# [Task goal]
If a line of the data below holds the string "items", copy it.
(Data for review begins)
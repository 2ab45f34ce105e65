use crate::error::{ExportError, Result};
use crate::projector::{ColumnOrder, ProjectedItem};
use crate::renderer::{require_records, value_to_cell, ExportFormat, Renderer};
use chrono::Local;
use serde_json::Value;
use std::fs::File;
use std::io::{BufWriter, Write};
use std::path::Path;

/// Human-readable markup output: a Markdown table with display names in the
/// header row. Pipes and newlines inside cells are escaped so the table
/// structure survives.
pub struct MarkdownRenderer;

fn escape_cell(text: &str) -> String {
    text.replace('|', "\\|").replace('\n', "<br>")
}

impl Renderer for MarkdownRenderer {
    fn format(&self) -> ExportFormat {
        ExportFormat::Markdown
    }

    fn render(&self, columns: &ColumnOrder, items: &[ProjectedItem], path: &Path) -> Result<()> {
        require_records(self.format(), items)?;

        let file = File::create(path).map_err(ExportError::Io)?;
        let mut writer = BufWriter::new(file);

        writeln!(writer, "# Model Export")?;
        writeln!(writer)?;
        writeln!(
            writer,
            "Generated on: {}",
            Local::now().format("%Y-%m-%d %H:%M:%S")
        )?;
        writeln!(writer)?;

        writeln!(writer, "| {} |", columns.display_names().join(" | "))?;
        writeln!(
            writer,
            "| {} |",
            vec!["---"; columns.len()].join(" | ")
        )?;

        for item in items {
            let row: Vec<String> = columns
                .keys()
                .iter()
                .map(|key| escape_cell(&value_to_cell(item.get(key).unwrap_or(&Value::Null))))
                .collect();
            writeln!(writer, "| {} |", row.join(" | "))?;
        }

        writer.flush().map_err(ExportError::Io)?;

        Ok(())
    }
}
(Data for review ends)
# [Written reply]
    fn render(&self, columns: &ColumnOrder, items: &[ProjectedItem], path: &Path) -> Result<()> {
        require_records(self.format(), items)?;
        for item in items {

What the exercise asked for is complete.